I'd never been aware before just how boringly repetitious the news is on the radio. Not enough happens in any one day in this quiet country so I suppose they have to keep repeating it until something really interesting comes along.
During the morning Kim Hill dissects every word, thought and remembrance of things past. At midday Geoff Robinson from Morning Report returns - after the announcer has Read The News Again. Geoff then repeats it (for the really slow) and discusses it, analyses it, gives us other people talking about it, and just when you think it's all finished, along comes the announcer again to Read You The News which is no whit different to the stuff he read half an hour before. That's for those who might want to check how many times the man from Federated Farmers stuttered.
Late at night they go through the whole routine again, though on this particular evening they managed to lose some of their recorded interviews and played them out of sequence. That added some variety - of the pinch of salt kind.
Predictably, some said, Ruth Richardson had been very generous in waiting until the Maritime Bill was on the water. Predictably, some wondered, surely she must have been just a teeny weeny bit upset about being dumped from the Finance job? Predictably, Michael Laws (who has to say something about everything - rather like some columnists), told us it was all sour grapes and she couldn't have chosen a worse time to leave.
She'll do well, of course, since her name on its own will sell the new business. I mean, when you've set a country to fiscal rights, you must be able to do something about the old investments, eh what?
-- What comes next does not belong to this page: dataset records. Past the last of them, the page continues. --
use std::time::Instant;

use csv_cleaner_core::cleaning::{clean_with_report, CleaningReport};
use csv_cleaner_core::contract::{
    decode_object_created_event, InvocationResponse, ObjectLocation, PipelineError,
    ProcessingResult, Stage,
};
use csv_cleaner_core::csv_codec::{parse_table, serialize_table};
use csv_cleaner_core::storage_keys::{
    is_processed_object_key, processed_object_key, DEFAULT_OUTPUT_PREFIX,
};
use serde_json::Value;
use tracing::{debug, error, info, warn};

use crate::adapters::object_store::ObjectStore;

pub const CSV_CONTENT_TYPE: &str = "text/csv";

#[derive(Debug, Clone, PartialEq, Eq)]
pub struct CleanerConfig {
    pub output_prefix: String,
    /// Bucket receiving cleaned files; `None` writes next to the source object.
    pub output_bucket: Option<String>,
    /// Skip objects whose key already carries `output_prefix` when writing
    /// back into the source bucket. Off by default, so such objects are
    /// cleaned like any other.
    pub skip_prefixed_keys: bool,
}

impl Default for CleanerConfig {
    fn default() -> Self {
        Self {
            output_prefix: DEFAULT_OUTPUT_PREFIX.to_string(),
            output_bucket: None,
            skip_prefixed_keys: false,
        }
    }
}

impl CleanerConfig {
    fn output_bucket_for<'a>(&'a self, source: &'a ObjectLocation) -> &'a str {
        self.output_bucket.as_deref().unwrap_or(&source.bucket)
    }
}

#[derive(Debug, Clone, PartialEq, Eq)]
pub struct CleanedObject {
    pub output: ObjectLocation,
    pub report: CleaningReport,
}

pub fn handle_object_created_event(
    event: Value,
    config: &CleanerConfig,
    store: &impl ObjectStore,
) -> InvocationResponse {
    run_pipeline(&event, config, store).into_response()
}

/// Runs decode, fetch, parse, clean, serialize and write in order, stopping at
/// the first failing stage.
pub fn run_pipeline(
    event: &Value,
    config: &CleanerConfig,
    store: &impl ObjectStore,
) -> ProcessingResult {
    let started_at = Instant::now();

    let source = match decode_object_created_event(event) {
        Ok(location) => location,
        Err(error) => return failed(error, None, started_at),
    };

    if let Some(extra) = event
        .get("Records")
        .and_then(Value::as_array)
        .map(|records| records.len().saturating_sub(1))
        .filter(|extra| *extra > 0)
    {
        warn!(ignored_records = extra, "only the first record is processed");
    }

    if config.skip_prefixed_keys
        && config.output_bucket_for(&source) == source.bucket
        && is_processed_object_key(&config.output_prefix, &source.key)
    {
        info!(
            bucket = %source.bucket,
            key = %source.key,
            "object is already a cleaned output, skipping"
        );
        return ProcessingResult::Skipped {
            key: source.key,
            reason: "object was written by this handler".to_string(),
        };
    }

    info!(bucket = %source.bucket, key = %source.key, "cleaning started");

    match clean_object(&source, config, store) {
        Ok(cleaned) => {
            info!(
                bucket = %cleaned.output.bucket,
                key = %source.key,
                output_key = %cleaned.output.key,
                input_rows = cleaned.report.input_rows,
                duplicate_rows = cleaned.report.duplicate_rows,
                incomplete_rows = cleaned.report.incomplete_rows,
                output_rows = cleaned.report.output_rows,
                duration_ms = started_at.elapsed().as_millis() as u64,
                "cleaning completed"
            );
            ProcessingResult::Success {
                output_key: cleaned.output.key,
            }
        }
        Err(error) => failed(error, Some(&source), started_at),
    }
}

fn clean_object(
    source: &ObjectLocation,
    config: &CleanerConfig,
    store: &impl ObjectStore,
) -> Result<CleanedObject, PipelineError> {
    let body = store
        .get_object(&source.bucket, &source.key)
        .map_err(|error| PipelineError::Fetch(error.to_string()))?;
    stage_reached(Stage::Fetch, source);

    let table = parse_table(&body).map_err(|error| PipelineError::Parse(error.to_string()))?;
    stage_reached(Stage::Parse, source);

    let (cleaned, report) = clean_with_report(&table);
    stage_reached(Stage::Clean, source);

    let encoded =
        serialize_table(&cleaned).map_err(|error| PipelineError::Serialize(error.to_string()))?;
    stage_reached(Stage::Serialize, source);

    let output = ObjectLocation {
        bucket: config.output_bucket_for(source).to_string(),
        key: processed_object_key(&config.output_prefix, &source.key),
    };
    store
        .put_object(
            &output.bucket,
            &output.key,
            encoded.as_bytes(),
            CSV_CONTENT_TYPE,
        )
        .map_err(|error| PipelineError::Write(error.to_string()))?;
    stage_reached(Stage::Write, source);

    Ok(CleanedObject { output, report })
}

fn stage_reached(stage: Stage, source: &ObjectLocation) {
    debug!(stage = %stage, bucket = %source.bucket, key = %source.key, "stage completed");
}

fn failed(
    error: PipelineError,
    source: Option<&ObjectLocation>,
    started_at: Instant,
) -> ProcessingResult {
    error!(
        stage = %error.stage(),
        bucket = source.map(|location| location.bucket.as_str()),
        key = source.map(|location| location.key.as_str()),
        duration_ms = started_at.elapsed().as_millis() as u64,
        error = %error,
        "cleaning failed"
    );
    ProcessingResult::from(error)
}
You'll note that they didn't call the business Mr and Mrs Wright's** Financial Consultancy - nah, it just don't taste the same, somehow.
By Friday I had managed to weep my way through a mildly amusing video called King Ralph - weeping only because my eyes ran of their own accord.
And later I coped with reading a bit more of the 1474 pages of A Suitable Boy. I'm nearly halfway there - at page 610 - as a result of my confinement to quarters. This paperback is so heavy to hold, however, I found it difficult to avoid toppling over in bed.
The true relief of Mafeking occurred, I'm sure, when a friend gave me a bottle of whisky - for medicinal purposes. Following an ancient recipe, I downed an occasional glass of warm milk, with sugar and a wee dram of firewater stirred in.
Sweet to the taste, very soothing - and plainly anathema to 'flu bugs.


*Aged Parent: the name my mother, who lived with us for more than twenty years, occasionally appeared under in these columns.   Borrowed from Wemmick's Aged Parent, in Great Expectations by Charles Dickens. 
**Mr and Mrs Wright: reference to Ruth Richardson's married name.